Until now, almost half of the states in America have legalized medical marijuana. However, the Food and Drug Administration (FDA) has not regulated it since the drugs remain at the federal level. This forces medical users to search for treatment by themselves.
There are thousands of years since humans have used cannabis, yet only in the past few decades have science professionals begun to really have a grasp on how the wide range of chemicals in cannabis function for the human health.
Ingredients in Medical Marijuana
Among other ingredients, in marijuana, there are at least 104 active cannabinoids. These mimic the action of the brain’s signaling chemicals, which are known as endocannabinoids. These dock with some of the receptors that are situated on the surface of cells. For example, some of the cannabinoids dock with the receptors of adrenaline and serotonin. The most famous chemical in marijuana is delta-9-tetrahydrocannabinol, also known as THC, the substance that is mainly responsible for cannabis’s intoxicating side effects.

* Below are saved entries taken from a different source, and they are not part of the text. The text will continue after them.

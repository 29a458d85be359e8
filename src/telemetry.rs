#![forbid(unsafe_code)]

//! Tracing subscriber setup.
use std::sync::Once;

use tracing_subscriber::EnvFilter;

static INIT: Once = Once::new();

/// Installs a stderr `fmt` subscriber filtered by `RUST_LOG`, falling back to
/// `default_filter`. Later calls are no-ops, as is a call made after another
/// global subscriber was installed.
pub fn init_tracing(default_filter: &str) {
    INIT.call_once(|| {
        let filter =
            EnvFilter::try_from_default_env().unwrap_or_else(|_| EnvFilter::new(default_filter));
        let _ = tracing_subscriber::fmt()
            .with_env_filter(filter)
            .with_writer(std::io::stderr)
            .with_ansi(false)
            .try_init();
    });
}
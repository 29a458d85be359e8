//! Lookup batching on the engine side and batch resolution on the backend
//! side.
use std::future::Future;
use std::time::Duration;

use tokio::sync::mpsc;
use tokio_util::sync::CancellationToken;
use tracing::{debug, warn};

use crate::backend::{recv_or_cancel, send_or_cancel, LookupBatches, LookupResults};
use crate::error::Result;
use crate::model::{DataElement, ElementLookup};

/// Which slot of an [`ElementLookup`] a resolver fills.
#[derive(Clone, Copy, Debug, PartialEq, Eq)]
pub enum LookupTarget {
    /// Resolved elements are vertices.
    Vertex,
    /// Resolved elements are edges.
    Edge,
}

/// Groups lookups into batches of at most `size`, flushing a partial batch
/// after `timeout` without new input. A signal flushes the batch it closes so
/// it never waits behind the timer.
pub fn batch_lookups(
    cancel: CancellationToken,
    mut input: mpsc::Receiver<ElementLookup>,
    size: usize,
    timeout: Duration,
) -> LookupBatches {
    let size = size.max(1);
    let (tx, rx) = mpsc::channel(1);
    tokio::spawn(async move {
        let mut batch: Vec<ElementLookup> = Vec::with_capacity(size);
        loop {
            let next = tokio::select! {
                biased;
                _ = cancel.cancelled() => return,
                item = input.recv() => item,
                _ = tokio::time::sleep(timeout), if !batch.is_empty() => {
                    let full = std::mem::replace(&mut batch, Vec::with_capacity(size));
                    if !send_or_cancel(&tx, full, &cancel).await {
                        return;
                    }
                    continue;
                }
            };
            let Some(lookup) = next else {
                break;
            };
            let flush = lookup.is_signal();
            batch.push(lookup);
            if flush || batch.len() >= size {
                let full = std::mem::replace(&mut batch, Vec::with_capacity(size));
                if !send_or_cancel(&tx, full, &cancel).await {
                    return;
                }
            }
        }
        if !batch.is_empty() {
            send_or_cancel(&tx, batch, &cancel).await;
        }
    });
    rx
}

/// Builds a batch resolution channel from a per-id resolver.
///
/// Every request is resolved independently, so duplicate ids each receive
/// their own answers. A resolver error is logged and ends the stream.
pub fn resolve_batches<F, Fut>(
    cancel: CancellationToken,
    mut batches: LookupBatches,
    emit_null: bool,
    buffer: usize,
    target: LookupTarget,
    resolve: F,
) -> LookupResults
where
    F: Fn(String) -> Fut + Send + Sync + 'static,
    Fut: Future<Output = Result<Vec<DataElement>>> + Send + 'static,
{
    let (tx, rx) = mpsc::channel(buffer.max(1));
    tokio::spawn(async move {
        while let Some(batch) = recv_or_cancel(&mut batches, &cancel).await {
            debug!(size = batch.len(), "backend.batch.resolve");
            for req in batch {
                if req.is_signal() {
                    if !send_or_cancel(&tx, req, &cancel).await {
                        return;
                    }
                    continue;
                }
                let found = match resolve(req.id.clone()).await {
                    Ok(found) => found,
                    Err(err) => {
                        warn!(error = %err, id = %req.id, "backend.batch.resolve_failed");
                        return;
                    }
                };
                if found.is_empty() {
                    if emit_null && !send_or_cancel(&tx, req, &cancel).await {
                        return;
                    }
                    continue;
                }
                for element in found {
                    let resolved = match target {
                        LookupTarget::Vertex => req.with_vertex(element),
                        LookupTarget::Edge => req.with_edge(element),
                    };
                    if !send_or_cancel(&tx, resolved, &cancel).await {
                        return;
                    }
                }
            }
        }
    });
    rx
}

Each and every one of these chemicals has a different reaction with different receptors in the brain. As an example, let’s take THCV. This substance blocks the mind-altering effects of THC while in the same time it combats inflammation in the body. These effects may help to relieve the Parkinson’s disease’s symptoms and at the same time protect against liver damage. More than this, the same substance changes how the receptor for serotonin acts during psychosis episodes, thus making it a potential treatment for schizophrenia.
In the meantime, the unique activity of CBG at adrenaline and serotonin receptors makes medical marijuana a main candidate for dealing with pain. On the other hand, CBD and CBDA are great candidates at dealing with nausea. Other possible uses of the cannabinoids in the plant include dealing with epilepsy, PTSD, stroke, and even drug addiction.
Besides the ingredients mentioned here, cannabis also contains 400 other compounds. Amongst these ones, some of them are flavonoids, limonenes, and terpenes. These can also be found in herbs like oregano, and they have aromatic purposes, giving different marijuana strains their scents, tastes, and distinctive colors.